IMST-05. NOVEL CAR-T CELLS TARGETING THE EXTRACELLULAR MATRIX OF GLIOBLASTOMA INDUCE STRONG ANTI-TUMOR IMMUNE RESPONSE

Abstract

To address the poor prognosis and dismal survival of glioblastoma (GBM) patients, immunotherapy is increasingly being considered as a fourth arm of treatment in addition to surgical resection, radiotherapy, and adjuvant chemotherapy with temozolomide. Adoptive tumor immunotherapies using engineered T cells expressing chimeric antigen receptors (CAR-T cells) targeting cell surface antigens have shown promising outcomes in hematological malignancies. Although several CAR-T cell-based approaches have been tested in GBM, it has been difficult to translate the success of CAR-T cell therapy observed in liquid malignancies. Here we discuss the development of a first-in-kind CAR-T cell that does not target an antigen on the tumor cell surface but in the tumor extracellular matrix (ECM), specifically, the ECM protein fibulin-3 that is expressed by GBM tumor cells but is absent in the brain. In vitro experiments demonstrated that anti-fibulin-3 CAR-T cells (Fib3 CAR-T) are immunologically reactive to fibulin-3-expressing GBM tumor cells as evidenced by: 1) increased CAR-T cell proliferation; 2) overexpression of IFN-gamma, IL-2, perforin, and granzyme; and 3) enhanced cytotoxicity to the tumor cells. Control experiments using fibulin-3-lacking cells yielded no such results. Treatment of animals implanted with fibulin- 3-expressing GBM xenografts, using intratumoral fib3 CAR-T injections, resulted in statistically significant increase in median survival compared to animals treated with untransduced or non-specific T cells.
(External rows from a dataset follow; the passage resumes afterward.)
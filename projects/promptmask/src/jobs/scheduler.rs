use std::fs;
use std::path::PathBuf;
use std::sync::Arc;

use thiserror::Error;
use tokio::sync::Semaphore;
use uuid::Uuid;

use crate::jobs::registry::{JobRegistry, RegistryError};
use crate::jobs::types::JobRecord;
use crate::pipeline::executor::{run_pipeline, PipelineJob, PipelineStages};

/// Fallback prompt when the client does not send one.
const DEFAULT_PROMPT: &str = "a person";

#[derive(Debug, Error)]
pub enum SubmitError {
    #[error("{0}")]
    InvalidInput(String),

    #[error("Failed to create workspace {path}: {source}")]
    Workspace {
        path: PathBuf,
        #[source]
        source: std::io::Error,
    },

    #[error(transparent)]
    Registry(#[from] RegistryError),
}

/// Accepts uploads, owns the per-job workspaces and dispatches the
/// pipeline. Submission never waits for the pipeline; callers only get
/// the job id back and poll the registry for everything else.
pub struct JobScheduler {
    registry: Arc<JobRegistry>,
    stages: Arc<PipelineStages>,
    upload_root: PathBuf,
    results_root: PathBuf,
    /// Bounds how many pipelines run at once; queued jobs stay in
    /// `processing` until a permit frees up.
    permits: Arc<Semaphore>,
}

impl JobScheduler {
    pub fn new(
        registry: Arc<JobRegistry>,
        stages: Arc<PipelineStages>,
        upload_root: PathBuf,
        results_root: PathBuf,
        max_concurrent_jobs: usize,
    ) -> Self {
        Self {
            registry,
            stages,
            upload_root,
            results_root,
            permits: Arc::new(Semaphore::new(max_concurrent_jobs.max(1))),
        }
    }

    /// Validates the upload, persists it into a fresh workspace, records
    /// the job as `processing` and hands the pipeline off to a detached
    /// task. Returns the job id as soon as the task is dispatched.
    pub fn submit(
        &self,
        video: &[u8],
        original_name: &str,
        prompt: Option<String>,
    ) -> Result<String, SubmitError> {
        if original_name.is_empty() {
            return Err(SubmitError::InvalidInput("No video selected".to_string()));
        }
        if video.is_empty() {
            return Err(SubmitError::InvalidInput(
                "No video file provided".to_string(),
            ));
        }

        let prompt = prompt
            .filter(|p| !p.trim().is_empty())
            .unwrap_or_else(|| DEFAULT_PROMPT.to_string());

        let job_id = Uuid::new_v4().to_string();
        let workspace = self.upload_root.join(&job_id);
        fs::create_dir_all(&workspace).map_err(|source| SubmitError::Workspace {
            path: workspace.clone(),
            source,
        })?;

        let file_name = sanitize_file_name(original_name);
        let video_path = workspace.join(&file_name);
        fs::write(&video_path, video).map_err(|source| SubmitError::Workspace {
            path: video_path.clone(),
            source,
        })?;

        self.registry.create(JobRecord::new(
            job_id.clone(),
            file_name,
            prompt.clone(),
            workspace.clone(),
        ))?;

        let pipeline_job = PipelineJob {
            job_id: job_id.clone(),
            video_path,
            prompt,
            workspace,
            output_video: self.results_root.join(format!("{job_id}.mp4")),
        };
        self.dispatch(pipeline_job);

        tracing::info!("Job {} accepted", job_id);
        Ok(job_id)
    }

    fn dispatch(&self, job: PipelineJob) {
        let registry = self.registry.clone();
        let stages = self.stages.clone();
        let permits = self.permits.clone();

        tokio::spawn(async move {
            // The semaphore is never closed, so acquisition only fails if
            // the runtime is tearing down.
            let Ok(_permit) = permits.acquire_owned().await else {
                return;
            };

            let job_id = job.job_id.clone();
            let outcome =
                tokio::task::spawn_blocking(move || run_pipeline(&stages, &job)).await;

            let transition = match outcome {
                Ok(Ok(artifact)) => {
                    tracing::info!("Job {} completed", job_id);
                    registry.mark_completed(&job_id, artifact)
                }
                Ok(Err(stage_err)) => {
                    tracing::error!("Job {} failed: {}", job_id, stage_err);
                    registry.mark_failed(&job_id, stage_err.to_string())
                }
                Err(join_err) => {
                    tracing::error!("Job {} pipeline panicked: {}", job_id, join_err);
                    registry.mark_failed(&job_id, "pipeline execution panicked".to_string())
                }
            };

            if let Err(err) = transition {
                tracing::error!("Job {} could not record terminal state: {}", job_id, err);
            }
        });
    }
}

/// Reduces an uploaded file name to its final path component and
/// neutralizes anything outside `[A-Za-z0-9._-]`, so the name can never
/// escape the workspace directory.
pub fn sanitize_file_name(name: &str) -> String {
    let base = name
        .rsplit(['/', '\\'])
        .next()
        .unwrap_or(name)
        .trim_matches('.');

    let cleaned: String = base
        .chars()
        .map(|c| {
            if c.is_ascii_alphanumeric() || matches!(c, '.' | '_' | '-') {
                c
            } else {
                '_'
            }
        })
        .collect();

    if cleaned.is_empty() {
        "upload.mp4".to_string()
    } else {
        cleaned
    }
}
Fib3 CAR-T is the first CAR-T developed to recognize a non-cell-surface target/antigen and raises interesting possibilities of novel immunotherapeutic targets in the tumor ECM. Fib3 CAR-T can help overcome a major deterrent for the success of CAR-T therapy that results from the reduced exposure of these engineered T cells to cell surface target/antigens in solid tumors like GBM.